EXERCISE INPUTS Block Start
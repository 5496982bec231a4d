//! Integration tests for sinks writing into append-mode log files.

use levellog_sink::{LogFile, MessageSink, TimestampMode};
use std::fs;
use test_support::LogDir;
use time::macros::datetime;

#[test]
fn lines_accumulate_across_reopens() {
    let dir = LogDir::new();
    let path = dir.file("session.log");
    let at = datetime!(2024-01-02 03:04:05 UTC);

    let mut sink = MessageSink::new(LogFile::open_append(&path).expect("open"));
    sink.write_line_at("[STATUS] (Main) first run", at)
        .expect("write succeeds");
    drop(sink);

    let mut sink = MessageSink::new(LogFile::open_append(&path).expect("reopen"));
    sink.write_line_at("[STATUS] (Main) second run", at)
        .expect("write succeeds");
    drop(sink);

    let content = fs::read_to_string(&path).expect("read");
    assert_eq!(
        content,
        "2024/01/02 03:04:05 [STATUS] (Main) first run\n\
         2024/01/02 03:04:05 [STATUS] (Main) second run\n"
    );
}

#[test]
fn file_grows_with_each_line() {
    let dir = LogDir::new();
    let path = dir.file("grow.log");
    let mut sink =
        MessageSink::with_timestamps(LogFile::open_append(&path).expect("open"), TimestampMode::Plain);

    let mut previous = 0;
    for index in 0..5 {
        sink.write_line(&format!("line {index}"))
            .expect("write succeeds");
        let len = fs::metadata(&path).expect("stat").len();
        assert!(len > previous);
        previous = len;
    }
}

#[test]
fn sink_reports_log_file_path() {
    let dir = LogDir::new();
    let path = dir.file("path.log");
    let sink = MessageSink::new(LogFile::open_append(&path).expect("open"));
    assert_eq!(sink.get_ref().path(), path.as_path());
}
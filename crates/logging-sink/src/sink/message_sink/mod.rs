use std::fmt;

use crate::timestamp::TimestampMode;

/// Streaming sink that renders text lines into an [`std::io::Write`] target.
///
/// The sink owns the underlying writer together with a reusable scratch
/// buffer. Each call to [`write_line`](Self::write_line) renders the optional
/// timestamp, the line and its newline into the scratch buffer and hands the
/// result to the writer in one `write_all`.
///
/// # Examples
///
/// Collect timestamped lines into a [`Vec<u8>`]:
///
/// ```
/// use levellog_sink::MessageSink;
///
/// let mut sink = MessageSink::new(Vec::new());
/// sink.write_line("[WARNING] (Net) conn lost 42")?;
///
/// let output = String::from_utf8(sink.into_inner()).unwrap();
/// assert!(output.ends_with(" [WARNING] (Net) conn lost 42\n"));
/// # Ok::<(), std::io::Error>(())
/// ```
#[derive(Clone)]
pub struct MessageSink<W> {
    writer: W,
    scratch: String,
    timestamps: TimestampMode,
}

mod constructors;
mod writing;

impl<W> fmt::Debug for MessageSink<W>
where
    W: fmt::Debug,
{
    fn fmt(&self, f: &mut fmt::Formatter<'_>) -> fmt::Result {
        f.debug_struct("MessageSink")
            .field("writer", &self.writer)
            .field("timestamps", &self.timestamps)
            .finish()
    }
}
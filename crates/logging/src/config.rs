//! crates/logging/src/config.rs
//! Snapshot of a logger's configuration.

use std::path::PathBuf;

use crate::levels::Severity;

/// Threshold, quiet flag and destination of a [`LevelLogger`](crate::LevelLogger).
///
/// The struct is a plain value: build one to configure a logger through
/// [`LevelLogger::from_config`](crate::LevelLogger::from_config), or read the
/// current state back with [`LevelLogger::config`](crate::LevelLogger::config).
#[derive(Clone, Debug, Default, PartialEq, Eq)]
#[cfg_attr(feature = "serde", derive(serde::Serialize, serde::Deserialize))]
#[cfg_attr(feature = "serde", serde(default))]
pub struct LoggerConfig {
    /// Most verbose severity that is emitted.
    pub threshold: Severity,
    /// Suppress component tags, and timestamps on standard output.
    pub quiet: bool,
    /// Absolute path of the log file, or `None` for standard output.
    pub log_file: Option<PathBuf>,
}

impl LoggerConfig {
    /// Returns the configuration with `threshold` replaced.
    pub fn with_threshold(mut self, threshold: Severity) -> Self {
        self.threshold = threshold;
        self
    }

    /// Returns the configuration with the quiet flag replaced.
    pub fn with_quiet(mut self, quiet: bool) -> Self {
        self.quiet = quiet;
        self
    }

    /// Returns the configuration redirected to `path`.
    pub fn with_log_file(mut self, path: impl Into<PathBuf>) -> Self {
        self.log_file = Some(path.into());
        self
    }
}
EXERCISE INPUTS Block End
(WHAT THIS TASK INVOLVES)
Each line above must be printed exactly as it appears.

(OUTPUT BELOW)
repository 5496982bec231a4d
//! Integration tests for sinks writing into append-mode log files.

use levellog_sink::{LogFile, MessageSink, TimestampMode};
use std::fs;
use test_support::LogDir;
use time::macros::datetime;

#[test]
fn lines_accumulate_across_reopens() {
    let dir = LogDir::new();
    let path = dir.file("session.log");
    let at = datetime!(2024-01-02 03:04:05 UTC);

    let mut sink = MessageSink::new(LogFile::open_append(&path).expect("open"));
    sink.write_line_at("[STATUS] (Main) first run", at)
        .expect("write succeeds");
    drop(sink);

    let mut sink = MessageSink::new(LogFile::open_append(&path).expect("reopen"));
    sink.write_line_at("[STATUS] (Main) second run", at)
        .expect("write succeeds");
    drop(sink);

    let content = fs::read_to_string(&path).expect("read");
    assert_eq!(
        content,
        "2024/01/02 03:04:05 [STATUS] (Main) first run\n\
         2024/01/02 03:04:05 [STATUS] (Main) second run\n"
    );
}

#[test]
fn file_grows_with_each_line() {
    let dir = LogDir::new();
    let path = dir.file("grow.log");
    let mut sink =
        MessageSink::with_timestamps(LogFile::open_append(&path).expect("open"), TimestampMode::Plain);

    let mut previous = 0;
    for index in 0..5 {
        sink.write_line(&format!("line {index}"))
            .expect("write succeeds");
        let len = fs::metadata(&path).expect("stat").len();
        assert!(len > previous);
        previous = len;
    }
}

#[test]
fn sink_reports_log_file_path() {
    let dir = LogDir::new();
    let path = dir.file("path.log");
    let sink = MessageSink::new(LogFile::open_append(&path).expect("open"));
    assert_eq!(sink.get_ref().path(), path.as_path());
}
filename crates/logging-sink/src/sink/message_sink/mod.rs
use std::fmt;

use crate::timestamp::TimestampMode;

/// Streaming sink that renders text lines into an [`std::io::Write`] target.
///
/// The sink owns the underlying writer together with a reusable scratch
/// buffer. Each call to [`write_line`](Self::write_line) renders the optional
/// timestamp, the line and its newline into the scratch buffer and hands the
/// result to the writer in one `write_all`.
///
/// # Examples
///
/// Collect timestamped lines into a [`Vec<u8>`]:
///
/// ```
/// use levellog_sink::MessageSink;
///
/// let mut sink = MessageSink::new(Vec::new());
/// sink.write_line("[WARNING] (Net) conn lost 42")?;
///
/// let output = String::from_utf8(sink.into_inner()).unwrap();
/// assert!(output.ends_with(" [WARNING] (Net) conn lost 42\n"));
/// # Ok::<(), std::io::Error>(())
/// ```
#[derive(Clone)]
pub struct MessageSink<W> {
    writer: W,
    scratch: String,
    timestamps: TimestampMode,
}

mod constructors;
mod writing;

impl<W> fmt::Debug for MessageSink<W>
where
    W: fmt::Debug,
{
    fn fmt(&self, f: &mut fmt::Formatter<'_>) -> fmt::Result {
        f.debug_struct("MessageSink")
            .field("writer", &self.writer)
            .field("timestamps", &self.timestamps)
            .finish()
    }
}
filename crates/logging/src/config.rs
//! crates/logging/src/config.rs
//! Snapshot of a logger's configuration.

use std::path::PathBuf;

use crate::levels::Severity;

/// Threshold, quiet flag and destination of a [`LevelLogger`](crate::LevelLogger).
///
/// The struct is a plain value: build one to configure a logger through
/// [`LevelLogger::from_config`](crate::LevelLogger::from_config), or read the
/// current state back with [`LevelLogger::config`](crate::LevelLogger::config).
#[derive(Clone, Debug, Default, PartialEq, Eq)]
#[cfg_attr(feature = "serde", derive(serde::Serialize, serde::Deserialize))]
#[cfg_attr(feature = "serde", serde(default))]
pub struct LoggerConfig {
    /// Most verbose severity that is emitted.
    pub threshold: Severity,
    /// Suppress component tags, and timestamps on standard output.
    pub quiet: bool,
    /// Absolute path of the log file, or `None` for standard output.
    pub log_file: Option<PathBuf>,
}

impl LoggerConfig {
    /// Returns the configuration with `threshold` replaced.
    pub fn with_threshold(mut self, threshold: Severity) -> Self {
        self.threshold = threshold;
        self
    }

    /// Returns the configuration with the quiet flag replaced.
    pub fn with_quiet(mut self, quiet: bool) -> Self {
        self.quiet = quiet;
        self
    }

    /// Returns the configuration redirected to `path`.
    pub fn with_log_file(mut self, path: impl Into<PathBuf>) -> Self {
        self.log_file = Some(path.into());
        self
    }
}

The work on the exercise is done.